Malaysia Airlines has had a nearly decade-long data breach that revealed details about members of its frequent flyer program, Enrich, from their names to their gender.
The airlines has admitted to the breach and said it was notified by a third-party IT service provider about the issue which took place between March 2010 and June 2019, according to Bleeping Computer. While passwords were not involved, said Malaysia Airlines, members' contact information, their rewards tier level, their frequent flyer number and their birthdays were part of the breach.
Enrich members should be starting to get emails from Malaysia Airlines. That means is members start to get phone calls or text messages alerting them to the hack, and asking them to verify details or offer up more about themselves, they should probably call the airlines directly to avoid getting caught in a phishing scam.

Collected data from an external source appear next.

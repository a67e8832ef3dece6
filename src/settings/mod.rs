pub mod events;
pub mod range;
pub mod store;

use serde::{Deserialize, Serialize};
use std::sync::atomic::{AtomicU64, Ordering};

pub use events::{ChangeKind, SettingsEvent};
pub use range::Interval;
pub use store::{AnalyzeSettingsSnapshot, SettingsStore};

pub const WINDOW_SIZES: [usize; 8] = [256, 512, 1024, 2048, 4096, 8192, 16384, 32768];
pub const DEFAULT_WINDOW_SIZE_INDEX: usize = 2;

pub const AMPLITUDE_LIMITS: Interval = Interval::new(-100.0, 100.0);
pub const DB_FLOOR_LIMITS: Interval = Interval::new(-1000.0, 0.0);
pub const DEFAULT_DB_FLOOR: f64 = -90.0;

pub const MEL_FILTER_LIMITS: Interval = Interval::new(20.0, 200.0);
pub const DEFAULT_MEL_FILTER_COUNT: usize = 40;

pub const VERTICAL_SCALE_LIMITS: Interval = Interval::new(0.2, 2.0);
pub const DEFAULT_VERTICAL_SCALE: f64 = 1.0;

/// Spectrogram width in pixels the auto hop size is tuned for.
pub const HOP_PIXEL_BUDGET: f64 = 1800.0;

/// How spectrogram bins are spaced along the frequency axis.
#[derive(Clone, Copy, Debug, Default, PartialEq, Eq, Serialize, Deserialize, clap::ValueEnum)]
#[serde(rename_all = "lowercase")]
pub enum FrequencyScale {
    #[default]
    Linear,
    Log,
    Mel,
}

/// Generation marker for one analysis.
///
/// Tokens are unique per process; results carrying an older token are stale.
#[derive(Clone, Copy, Debug, PartialEq, Eq, Hash, Serialize, Deserialize)]
pub struct AnalyzeToken(u64);

static NEXT_TOKEN: AtomicU64 = AtomicU64::new(1);

impl AnalyzeToken {
    pub fn generate() -> Self {
        Self(NEXT_TOKEN.fetch_add(1, Ordering::Relaxed))
    }

    pub fn as_u64(self) -> u64 {
        self.0
    }

    pub fn from_u64(raw: u64) -> Self {
        Self(raw)
    }
}

/// Window size for a `WINDOW_SIZES` index, or the default size when out of range.
pub fn window_size_for_index(index: usize) -> usize {
    WINDOW_SIZES
        .get(index)
        .copied()
        .unwrap_or(WINDOW_SIZES[DEFAULT_WINDOW_SIZE_INDEX])
}

pub fn window_size_index(size: usize) -> Option<usize> {
    WINDOW_SIZES.iter().position(|&s| s == size)
}

/// Hop size that keeps spectrogram rectangles at least `4 * window/1024`
/// pixels wide across a [`HOP_PIXEL_BUDGET`]-wide figure, never below a
/// quarter window.
pub fn auto_hop_size(window_size: usize, min_time: f64, max_time: f64, sample_rate: f64) -> usize {
    let min_rect_width = 4.0 * window_size as f64 / 1024.0;
    let spread = (min_rect_width * (max_time - min_time) * sample_rate / HOP_PIXEL_BUDGET).trunc();
    let spread = if spread.is_finite() && spread > 0.0 { spread as usize } else { 0 };
    spread.max(window_size / 4)
}

#[cfg(test)]
mod tests {
    use super::*;

    #[test]
    fn auto_hop_matches_pixel_budget() {
        assert_eq!(auto_hop_size(1024, 0.0, 4.0, 44100.0), 392);
        assert_eq!(auto_hop_size(1024, 2.0, 6.0, 44100.0), 392);
    }

    #[test]
    fn auto_hop_never_below_quarter_window() {
        assert_eq!(auto_hop_size(1024, 0.0, 0.1, 44100.0), 256);
        assert_eq!(auto_hop_size(32768, 0.0, 1.0, 8000.0), 8192);
    }

    #[test]
    fn window_size_lookup() {
        assert_eq!(window_size_for_index(0), 256);
        assert_eq!(window_size_for_index(7), 32768);
        assert_eq!(window_size_for_index(8), 1024);
        assert_eq!(window_size_index(4096), Some(4));
        assert_eq!(window_size_index(1000), None);
    }

    #[test]
    fn tokens_are_unique() {
        let a = AnalyzeToken::generate();
        let b = AnalyzeToken::generate();
        assert_ne!(a, b);
    }
}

Data breaches are almost a daily global occurrence, the impact affecting nearly any business or enterprise that is on the web from big brands to government agencies. In the case here with Malaysia Airlines, this breach appears to have taken place not on its own system, but on another party's system — and yet it has affected the details that the airline had collected on its own rewards members.
Over Twitter, the airline stated this as well, that its computer systems were not involved in the breach, but instead happened on a third-party's network. And the airline further encouraged members to change their passwords.
"However, the airline is monitoring any suspicious activity concerning its members' accounts and [is] in constant with the affected IT service provide to secure Enrich members' data and investigate the incidents scope and causes."